(Data items)
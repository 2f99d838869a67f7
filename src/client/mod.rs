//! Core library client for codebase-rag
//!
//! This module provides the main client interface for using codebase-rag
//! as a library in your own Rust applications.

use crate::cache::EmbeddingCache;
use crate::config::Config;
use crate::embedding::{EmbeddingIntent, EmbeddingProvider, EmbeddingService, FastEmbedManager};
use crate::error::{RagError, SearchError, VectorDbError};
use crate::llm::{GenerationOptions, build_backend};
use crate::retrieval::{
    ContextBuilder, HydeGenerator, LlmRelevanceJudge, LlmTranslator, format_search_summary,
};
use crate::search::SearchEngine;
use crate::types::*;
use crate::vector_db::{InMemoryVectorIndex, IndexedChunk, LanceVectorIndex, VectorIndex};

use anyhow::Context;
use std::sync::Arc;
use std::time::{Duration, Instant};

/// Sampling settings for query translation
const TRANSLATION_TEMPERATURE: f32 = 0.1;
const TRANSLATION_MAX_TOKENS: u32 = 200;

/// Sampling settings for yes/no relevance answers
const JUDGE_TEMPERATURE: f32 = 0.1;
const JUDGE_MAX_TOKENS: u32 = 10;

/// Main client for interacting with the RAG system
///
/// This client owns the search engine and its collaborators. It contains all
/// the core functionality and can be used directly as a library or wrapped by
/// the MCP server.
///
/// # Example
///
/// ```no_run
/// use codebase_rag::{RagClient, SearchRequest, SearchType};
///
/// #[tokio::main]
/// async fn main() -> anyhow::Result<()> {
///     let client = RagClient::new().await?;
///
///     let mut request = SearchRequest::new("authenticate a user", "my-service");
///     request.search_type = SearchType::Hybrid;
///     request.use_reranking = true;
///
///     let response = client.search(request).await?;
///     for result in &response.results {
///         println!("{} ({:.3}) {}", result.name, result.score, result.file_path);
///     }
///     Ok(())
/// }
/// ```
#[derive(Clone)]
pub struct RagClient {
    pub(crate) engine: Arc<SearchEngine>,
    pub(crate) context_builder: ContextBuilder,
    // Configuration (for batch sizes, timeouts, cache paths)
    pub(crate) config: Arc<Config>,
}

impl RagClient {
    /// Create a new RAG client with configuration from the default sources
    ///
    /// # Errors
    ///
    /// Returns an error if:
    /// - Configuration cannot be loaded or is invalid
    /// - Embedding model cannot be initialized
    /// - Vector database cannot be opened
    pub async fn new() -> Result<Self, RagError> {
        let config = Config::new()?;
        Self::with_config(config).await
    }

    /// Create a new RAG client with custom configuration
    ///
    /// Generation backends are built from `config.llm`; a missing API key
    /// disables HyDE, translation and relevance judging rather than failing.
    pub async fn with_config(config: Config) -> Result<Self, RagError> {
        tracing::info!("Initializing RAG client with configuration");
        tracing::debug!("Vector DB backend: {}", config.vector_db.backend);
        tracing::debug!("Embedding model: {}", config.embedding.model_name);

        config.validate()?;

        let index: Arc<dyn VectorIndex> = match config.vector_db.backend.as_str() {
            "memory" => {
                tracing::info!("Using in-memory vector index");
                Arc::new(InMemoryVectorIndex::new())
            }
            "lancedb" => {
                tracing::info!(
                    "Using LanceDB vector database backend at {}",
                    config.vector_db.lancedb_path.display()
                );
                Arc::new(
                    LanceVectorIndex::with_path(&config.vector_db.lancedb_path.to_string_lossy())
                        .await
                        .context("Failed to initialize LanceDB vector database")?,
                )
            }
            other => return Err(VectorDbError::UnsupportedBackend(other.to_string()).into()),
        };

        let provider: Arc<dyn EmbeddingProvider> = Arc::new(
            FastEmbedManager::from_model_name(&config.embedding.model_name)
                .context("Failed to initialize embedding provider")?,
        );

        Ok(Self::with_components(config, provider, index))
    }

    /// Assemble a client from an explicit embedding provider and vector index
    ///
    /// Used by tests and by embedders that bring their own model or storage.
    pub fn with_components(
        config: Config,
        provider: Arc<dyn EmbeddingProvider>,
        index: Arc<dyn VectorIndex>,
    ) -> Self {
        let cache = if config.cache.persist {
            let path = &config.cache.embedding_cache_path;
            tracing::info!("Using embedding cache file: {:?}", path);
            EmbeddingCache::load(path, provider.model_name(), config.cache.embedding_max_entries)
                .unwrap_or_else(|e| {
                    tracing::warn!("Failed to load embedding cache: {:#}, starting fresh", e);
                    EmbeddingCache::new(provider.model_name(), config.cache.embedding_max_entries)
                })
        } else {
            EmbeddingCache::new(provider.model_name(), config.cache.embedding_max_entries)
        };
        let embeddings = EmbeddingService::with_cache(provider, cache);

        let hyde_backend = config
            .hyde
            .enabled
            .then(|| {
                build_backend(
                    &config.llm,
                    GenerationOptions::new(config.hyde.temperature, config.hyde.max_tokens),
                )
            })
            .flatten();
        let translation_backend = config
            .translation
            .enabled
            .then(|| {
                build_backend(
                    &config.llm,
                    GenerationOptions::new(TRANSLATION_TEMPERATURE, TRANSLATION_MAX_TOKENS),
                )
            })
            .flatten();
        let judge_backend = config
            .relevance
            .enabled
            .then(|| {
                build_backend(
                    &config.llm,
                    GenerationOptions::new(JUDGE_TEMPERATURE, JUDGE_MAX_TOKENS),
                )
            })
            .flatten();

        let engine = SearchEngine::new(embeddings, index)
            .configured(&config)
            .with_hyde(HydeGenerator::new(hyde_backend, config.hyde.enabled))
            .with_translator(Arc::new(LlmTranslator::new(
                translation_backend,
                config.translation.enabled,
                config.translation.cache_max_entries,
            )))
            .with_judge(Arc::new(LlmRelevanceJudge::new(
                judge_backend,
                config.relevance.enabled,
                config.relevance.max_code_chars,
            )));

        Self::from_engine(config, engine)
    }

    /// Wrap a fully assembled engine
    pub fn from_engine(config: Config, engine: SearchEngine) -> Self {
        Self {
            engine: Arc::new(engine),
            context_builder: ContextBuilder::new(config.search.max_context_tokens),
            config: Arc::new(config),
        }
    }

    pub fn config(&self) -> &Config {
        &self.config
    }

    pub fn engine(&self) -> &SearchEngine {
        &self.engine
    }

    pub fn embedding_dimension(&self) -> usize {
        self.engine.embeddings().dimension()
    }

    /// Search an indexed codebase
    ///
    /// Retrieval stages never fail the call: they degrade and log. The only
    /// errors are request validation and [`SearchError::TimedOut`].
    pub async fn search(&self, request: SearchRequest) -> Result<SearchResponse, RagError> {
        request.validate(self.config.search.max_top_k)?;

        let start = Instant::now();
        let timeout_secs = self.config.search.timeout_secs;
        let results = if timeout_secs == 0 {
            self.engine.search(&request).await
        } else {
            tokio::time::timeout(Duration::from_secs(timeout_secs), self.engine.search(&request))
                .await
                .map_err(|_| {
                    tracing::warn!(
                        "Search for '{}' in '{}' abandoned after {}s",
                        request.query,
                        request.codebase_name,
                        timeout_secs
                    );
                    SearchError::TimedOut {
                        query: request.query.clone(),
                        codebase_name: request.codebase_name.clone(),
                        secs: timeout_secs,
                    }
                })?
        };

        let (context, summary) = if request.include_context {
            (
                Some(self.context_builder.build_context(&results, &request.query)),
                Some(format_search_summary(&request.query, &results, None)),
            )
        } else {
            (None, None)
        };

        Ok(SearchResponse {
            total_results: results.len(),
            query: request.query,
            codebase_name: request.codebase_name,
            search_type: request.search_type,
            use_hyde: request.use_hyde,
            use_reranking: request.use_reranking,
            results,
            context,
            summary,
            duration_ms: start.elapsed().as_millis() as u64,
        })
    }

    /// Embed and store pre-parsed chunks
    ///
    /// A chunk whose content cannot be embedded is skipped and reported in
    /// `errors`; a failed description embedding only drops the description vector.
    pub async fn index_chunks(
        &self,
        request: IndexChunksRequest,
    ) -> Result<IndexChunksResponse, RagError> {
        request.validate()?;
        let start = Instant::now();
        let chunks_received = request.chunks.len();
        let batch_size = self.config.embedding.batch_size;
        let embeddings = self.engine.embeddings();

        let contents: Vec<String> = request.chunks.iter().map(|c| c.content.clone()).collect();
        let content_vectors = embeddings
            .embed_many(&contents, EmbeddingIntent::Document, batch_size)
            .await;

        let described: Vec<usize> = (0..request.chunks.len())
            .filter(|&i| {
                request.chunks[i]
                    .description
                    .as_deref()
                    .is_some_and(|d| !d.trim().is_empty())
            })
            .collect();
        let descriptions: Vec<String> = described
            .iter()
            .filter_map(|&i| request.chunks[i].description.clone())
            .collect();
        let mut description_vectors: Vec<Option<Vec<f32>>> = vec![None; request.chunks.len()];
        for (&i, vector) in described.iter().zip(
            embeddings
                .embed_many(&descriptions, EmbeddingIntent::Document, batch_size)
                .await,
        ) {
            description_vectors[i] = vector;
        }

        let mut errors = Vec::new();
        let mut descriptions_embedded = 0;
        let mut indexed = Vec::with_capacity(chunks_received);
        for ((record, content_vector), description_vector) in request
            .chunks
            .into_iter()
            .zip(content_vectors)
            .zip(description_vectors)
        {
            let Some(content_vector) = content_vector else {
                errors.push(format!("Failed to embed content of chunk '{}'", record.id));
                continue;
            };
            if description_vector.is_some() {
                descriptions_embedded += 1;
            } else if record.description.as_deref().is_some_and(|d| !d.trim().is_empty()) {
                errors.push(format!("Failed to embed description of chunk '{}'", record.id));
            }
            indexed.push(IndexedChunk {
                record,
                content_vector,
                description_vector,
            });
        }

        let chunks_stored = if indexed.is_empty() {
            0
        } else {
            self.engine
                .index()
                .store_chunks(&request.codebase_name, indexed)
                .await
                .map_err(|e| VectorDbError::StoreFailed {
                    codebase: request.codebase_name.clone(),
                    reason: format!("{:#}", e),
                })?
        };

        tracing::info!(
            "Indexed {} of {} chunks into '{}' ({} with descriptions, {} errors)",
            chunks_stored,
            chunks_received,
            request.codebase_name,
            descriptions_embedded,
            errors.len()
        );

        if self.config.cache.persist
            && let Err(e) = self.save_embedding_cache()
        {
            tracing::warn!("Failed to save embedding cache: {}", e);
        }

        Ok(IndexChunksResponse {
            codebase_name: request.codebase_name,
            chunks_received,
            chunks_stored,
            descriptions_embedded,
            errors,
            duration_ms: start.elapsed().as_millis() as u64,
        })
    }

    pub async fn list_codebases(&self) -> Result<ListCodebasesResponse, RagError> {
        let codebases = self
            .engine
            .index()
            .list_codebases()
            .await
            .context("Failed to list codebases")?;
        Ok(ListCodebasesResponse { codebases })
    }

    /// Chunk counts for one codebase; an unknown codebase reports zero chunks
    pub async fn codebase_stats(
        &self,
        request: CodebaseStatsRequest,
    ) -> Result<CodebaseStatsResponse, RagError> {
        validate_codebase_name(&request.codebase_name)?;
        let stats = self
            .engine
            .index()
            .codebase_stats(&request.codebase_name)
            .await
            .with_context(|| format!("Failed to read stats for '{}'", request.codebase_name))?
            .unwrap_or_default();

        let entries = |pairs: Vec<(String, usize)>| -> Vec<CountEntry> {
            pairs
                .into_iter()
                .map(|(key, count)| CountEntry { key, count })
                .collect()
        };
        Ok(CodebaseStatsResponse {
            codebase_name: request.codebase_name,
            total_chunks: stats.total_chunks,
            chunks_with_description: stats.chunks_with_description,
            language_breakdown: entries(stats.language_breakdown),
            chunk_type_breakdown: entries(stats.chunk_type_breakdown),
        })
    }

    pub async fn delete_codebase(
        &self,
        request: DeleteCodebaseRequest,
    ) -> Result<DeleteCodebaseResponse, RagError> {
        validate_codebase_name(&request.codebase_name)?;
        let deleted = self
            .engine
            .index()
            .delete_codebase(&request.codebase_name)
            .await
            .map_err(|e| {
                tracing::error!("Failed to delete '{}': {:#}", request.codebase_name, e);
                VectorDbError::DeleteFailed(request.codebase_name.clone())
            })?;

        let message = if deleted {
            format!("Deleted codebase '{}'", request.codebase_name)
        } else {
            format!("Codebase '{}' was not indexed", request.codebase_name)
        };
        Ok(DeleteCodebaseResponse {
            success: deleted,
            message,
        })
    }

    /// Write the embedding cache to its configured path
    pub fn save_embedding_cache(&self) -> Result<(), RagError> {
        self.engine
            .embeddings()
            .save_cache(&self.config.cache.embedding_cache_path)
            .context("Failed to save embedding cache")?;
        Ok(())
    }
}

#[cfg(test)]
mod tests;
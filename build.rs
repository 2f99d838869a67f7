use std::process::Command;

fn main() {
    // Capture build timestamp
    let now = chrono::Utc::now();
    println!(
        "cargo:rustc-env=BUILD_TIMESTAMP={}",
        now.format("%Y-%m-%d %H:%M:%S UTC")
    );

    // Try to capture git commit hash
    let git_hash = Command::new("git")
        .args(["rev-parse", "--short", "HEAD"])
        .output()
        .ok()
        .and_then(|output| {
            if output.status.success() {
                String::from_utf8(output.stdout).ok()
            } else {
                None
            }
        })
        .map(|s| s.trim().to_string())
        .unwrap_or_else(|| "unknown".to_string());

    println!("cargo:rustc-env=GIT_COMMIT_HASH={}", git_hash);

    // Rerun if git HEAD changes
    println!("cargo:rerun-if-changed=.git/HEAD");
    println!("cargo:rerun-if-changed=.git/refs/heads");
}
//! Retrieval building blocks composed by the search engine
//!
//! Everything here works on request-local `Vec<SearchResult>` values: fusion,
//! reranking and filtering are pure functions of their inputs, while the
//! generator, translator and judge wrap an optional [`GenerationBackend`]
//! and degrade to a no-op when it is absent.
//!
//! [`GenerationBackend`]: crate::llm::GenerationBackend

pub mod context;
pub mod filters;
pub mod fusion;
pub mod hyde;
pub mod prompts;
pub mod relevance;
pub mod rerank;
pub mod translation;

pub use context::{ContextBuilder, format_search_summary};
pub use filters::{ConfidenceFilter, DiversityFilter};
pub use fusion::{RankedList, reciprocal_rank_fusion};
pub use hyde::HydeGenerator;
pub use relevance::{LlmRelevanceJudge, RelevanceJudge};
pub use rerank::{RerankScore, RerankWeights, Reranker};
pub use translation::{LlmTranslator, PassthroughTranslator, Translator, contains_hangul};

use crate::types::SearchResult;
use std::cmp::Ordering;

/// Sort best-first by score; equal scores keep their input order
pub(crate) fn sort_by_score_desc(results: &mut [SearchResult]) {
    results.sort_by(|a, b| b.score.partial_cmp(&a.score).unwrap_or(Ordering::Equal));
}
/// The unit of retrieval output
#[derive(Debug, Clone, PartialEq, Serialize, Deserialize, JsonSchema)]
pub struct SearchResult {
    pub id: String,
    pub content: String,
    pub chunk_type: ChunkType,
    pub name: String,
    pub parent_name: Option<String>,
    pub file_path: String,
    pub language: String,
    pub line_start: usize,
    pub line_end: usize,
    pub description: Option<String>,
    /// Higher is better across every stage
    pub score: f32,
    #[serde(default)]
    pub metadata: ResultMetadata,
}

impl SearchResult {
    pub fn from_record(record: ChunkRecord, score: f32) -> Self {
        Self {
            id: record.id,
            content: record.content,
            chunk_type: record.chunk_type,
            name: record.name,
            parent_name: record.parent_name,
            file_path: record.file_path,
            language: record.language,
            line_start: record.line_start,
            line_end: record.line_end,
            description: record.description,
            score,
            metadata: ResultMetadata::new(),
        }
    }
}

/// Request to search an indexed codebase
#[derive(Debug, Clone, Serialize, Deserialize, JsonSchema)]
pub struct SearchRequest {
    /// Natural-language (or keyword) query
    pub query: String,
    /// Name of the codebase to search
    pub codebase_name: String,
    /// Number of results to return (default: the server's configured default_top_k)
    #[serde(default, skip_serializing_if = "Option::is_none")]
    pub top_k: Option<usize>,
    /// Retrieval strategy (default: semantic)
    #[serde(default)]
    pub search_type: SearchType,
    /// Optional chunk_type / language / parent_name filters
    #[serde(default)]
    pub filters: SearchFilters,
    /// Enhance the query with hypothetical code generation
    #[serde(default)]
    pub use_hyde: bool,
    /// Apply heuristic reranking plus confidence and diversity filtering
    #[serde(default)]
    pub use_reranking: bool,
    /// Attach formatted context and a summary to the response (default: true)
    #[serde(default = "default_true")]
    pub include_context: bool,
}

• WHAT THE TASK ASKS:
Give back, exactly and with nothing added, the lines from the line containing "pub struct SearchRequest" through the final line of the records above, both of them included.

• YOUR RESPONSE:
pub struct SearchRequest {
    /// Natural-language (or keyword) query
    pub query: String,
    /// Name of the codebase to search
    pub codebase_name: String,
    /// Number of results to return (default: the server's configured default_top_k)
    #[serde(default, skip_serializing_if = "Option::is_none")]
    pub top_k: Option<usize>,
    /// Retrieval strategy (default: semantic)
    #[serde(default)]
    pub search_type: SearchType,
    /// Optional chunk_type / language / parent_name filters
    #[serde(default)]
    pub filters: SearchFilters,
    /// Enhance the query with hypothetical code generation
    #[serde(default)]
    pub use_hyde: bool,
    /// Apply heuristic reranking plus confidence and diversity filtering
    #[serde(default)]
    pub use_reranking: bool,
    /// Attach formatted context and a summary to the response (default: true)
    #[serde(default = "default_true")]
    pub include_context: bool,
}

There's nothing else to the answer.